Top of Extracted information
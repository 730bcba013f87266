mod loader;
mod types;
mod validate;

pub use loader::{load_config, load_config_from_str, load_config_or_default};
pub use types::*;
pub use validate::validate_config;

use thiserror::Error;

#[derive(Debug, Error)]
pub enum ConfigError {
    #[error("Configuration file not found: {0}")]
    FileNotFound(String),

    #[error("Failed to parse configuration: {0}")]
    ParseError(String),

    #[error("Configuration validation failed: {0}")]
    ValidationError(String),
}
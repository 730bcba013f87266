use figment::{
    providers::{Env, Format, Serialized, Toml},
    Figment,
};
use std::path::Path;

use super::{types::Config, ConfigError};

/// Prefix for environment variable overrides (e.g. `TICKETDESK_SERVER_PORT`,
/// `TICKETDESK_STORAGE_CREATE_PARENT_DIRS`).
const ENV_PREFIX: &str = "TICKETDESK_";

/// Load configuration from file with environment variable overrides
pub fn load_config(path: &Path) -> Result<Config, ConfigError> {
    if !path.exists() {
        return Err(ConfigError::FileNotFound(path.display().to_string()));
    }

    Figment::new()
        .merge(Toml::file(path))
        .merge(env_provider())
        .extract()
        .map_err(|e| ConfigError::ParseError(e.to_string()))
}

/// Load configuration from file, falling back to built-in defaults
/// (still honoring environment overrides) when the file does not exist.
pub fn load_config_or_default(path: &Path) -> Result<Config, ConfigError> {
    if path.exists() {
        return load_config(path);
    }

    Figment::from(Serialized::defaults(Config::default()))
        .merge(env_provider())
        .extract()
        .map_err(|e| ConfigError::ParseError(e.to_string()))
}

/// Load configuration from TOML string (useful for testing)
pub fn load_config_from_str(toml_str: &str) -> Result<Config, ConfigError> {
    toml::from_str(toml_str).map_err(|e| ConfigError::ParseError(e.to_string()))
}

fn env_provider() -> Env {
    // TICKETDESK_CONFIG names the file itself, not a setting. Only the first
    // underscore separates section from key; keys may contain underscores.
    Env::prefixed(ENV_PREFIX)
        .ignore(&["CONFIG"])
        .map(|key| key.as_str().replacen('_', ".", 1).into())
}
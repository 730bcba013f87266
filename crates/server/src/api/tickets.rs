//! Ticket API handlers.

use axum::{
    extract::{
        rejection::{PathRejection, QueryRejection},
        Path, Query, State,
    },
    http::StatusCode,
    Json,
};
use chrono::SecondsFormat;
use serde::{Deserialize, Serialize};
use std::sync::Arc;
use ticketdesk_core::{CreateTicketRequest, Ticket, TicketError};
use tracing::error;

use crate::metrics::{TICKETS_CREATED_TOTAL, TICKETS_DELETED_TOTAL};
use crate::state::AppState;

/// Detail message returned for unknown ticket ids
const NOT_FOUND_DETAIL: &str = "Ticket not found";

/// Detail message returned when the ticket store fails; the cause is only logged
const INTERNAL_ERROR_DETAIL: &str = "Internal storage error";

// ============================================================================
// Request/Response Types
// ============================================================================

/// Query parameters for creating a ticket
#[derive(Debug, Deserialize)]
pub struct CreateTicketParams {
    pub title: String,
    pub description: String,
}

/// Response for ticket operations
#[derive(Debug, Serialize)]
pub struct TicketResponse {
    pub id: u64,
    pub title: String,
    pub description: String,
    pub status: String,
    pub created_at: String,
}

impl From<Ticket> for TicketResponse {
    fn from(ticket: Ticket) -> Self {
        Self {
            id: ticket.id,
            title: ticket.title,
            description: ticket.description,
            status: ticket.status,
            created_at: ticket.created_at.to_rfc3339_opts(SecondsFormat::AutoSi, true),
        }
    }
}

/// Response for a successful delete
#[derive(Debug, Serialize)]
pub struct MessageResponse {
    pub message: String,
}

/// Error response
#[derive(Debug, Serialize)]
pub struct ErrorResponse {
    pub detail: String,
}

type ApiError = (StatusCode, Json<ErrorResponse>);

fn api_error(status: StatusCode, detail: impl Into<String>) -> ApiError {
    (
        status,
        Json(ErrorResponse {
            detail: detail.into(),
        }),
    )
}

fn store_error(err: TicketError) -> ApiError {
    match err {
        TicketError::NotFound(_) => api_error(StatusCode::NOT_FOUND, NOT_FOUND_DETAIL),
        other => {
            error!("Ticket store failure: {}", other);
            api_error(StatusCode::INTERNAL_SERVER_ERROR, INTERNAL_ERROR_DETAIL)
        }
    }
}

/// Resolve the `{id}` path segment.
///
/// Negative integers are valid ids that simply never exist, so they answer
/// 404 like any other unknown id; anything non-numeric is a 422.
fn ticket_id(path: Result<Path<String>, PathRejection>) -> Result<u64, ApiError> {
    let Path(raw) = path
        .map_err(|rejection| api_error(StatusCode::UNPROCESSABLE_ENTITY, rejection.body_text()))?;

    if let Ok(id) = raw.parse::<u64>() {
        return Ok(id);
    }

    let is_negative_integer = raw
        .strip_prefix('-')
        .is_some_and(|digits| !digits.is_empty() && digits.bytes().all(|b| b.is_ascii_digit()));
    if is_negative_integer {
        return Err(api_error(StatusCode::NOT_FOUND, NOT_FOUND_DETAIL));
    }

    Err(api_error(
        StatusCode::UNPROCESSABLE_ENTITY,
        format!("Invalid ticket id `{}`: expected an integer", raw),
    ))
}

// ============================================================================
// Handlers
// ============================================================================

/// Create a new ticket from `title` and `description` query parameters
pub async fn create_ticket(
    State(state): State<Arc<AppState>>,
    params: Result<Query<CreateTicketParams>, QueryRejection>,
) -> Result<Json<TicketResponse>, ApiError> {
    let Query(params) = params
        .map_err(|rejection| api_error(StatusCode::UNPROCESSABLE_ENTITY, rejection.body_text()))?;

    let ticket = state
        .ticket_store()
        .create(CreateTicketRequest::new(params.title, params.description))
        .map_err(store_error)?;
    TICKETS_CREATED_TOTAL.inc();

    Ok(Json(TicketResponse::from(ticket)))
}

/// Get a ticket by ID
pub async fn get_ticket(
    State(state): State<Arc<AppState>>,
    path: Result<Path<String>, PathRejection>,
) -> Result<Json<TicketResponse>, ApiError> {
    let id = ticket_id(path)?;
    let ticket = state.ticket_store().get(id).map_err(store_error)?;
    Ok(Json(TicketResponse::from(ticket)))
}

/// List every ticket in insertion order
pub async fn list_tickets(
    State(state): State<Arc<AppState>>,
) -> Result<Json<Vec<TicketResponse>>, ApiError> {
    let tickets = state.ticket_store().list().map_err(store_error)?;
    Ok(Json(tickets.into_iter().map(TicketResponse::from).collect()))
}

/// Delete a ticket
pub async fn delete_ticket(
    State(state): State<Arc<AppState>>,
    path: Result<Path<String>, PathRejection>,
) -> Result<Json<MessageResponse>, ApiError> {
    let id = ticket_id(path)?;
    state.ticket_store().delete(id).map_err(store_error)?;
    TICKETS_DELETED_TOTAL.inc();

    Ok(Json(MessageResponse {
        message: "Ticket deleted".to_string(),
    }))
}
Bottom of Extracted information
Exercise
Search the material for "Json" and copy each matching line.

Result of this exercise
    Json,
type ApiError = (StatusCode, Json<ErrorResponse>);
        Json(ErrorResponse {
) -> Result<Json<TicketResponse>, ApiError> {
    Ok(Json(TicketResponse::from(ticket)))
) -> Result<Json<TicketResponse>, ApiError> {
    Ok(Json(TicketResponse::from(ticket)))
) -> Result<Json<Vec<TicketResponse>>, ApiError> {
    Ok(Json(tickets.into_iter().map(TicketResponse::from).collect()))
) -> Result<Json<MessageResponse>, ApiError> {
    Ok(Json(MessageResponse {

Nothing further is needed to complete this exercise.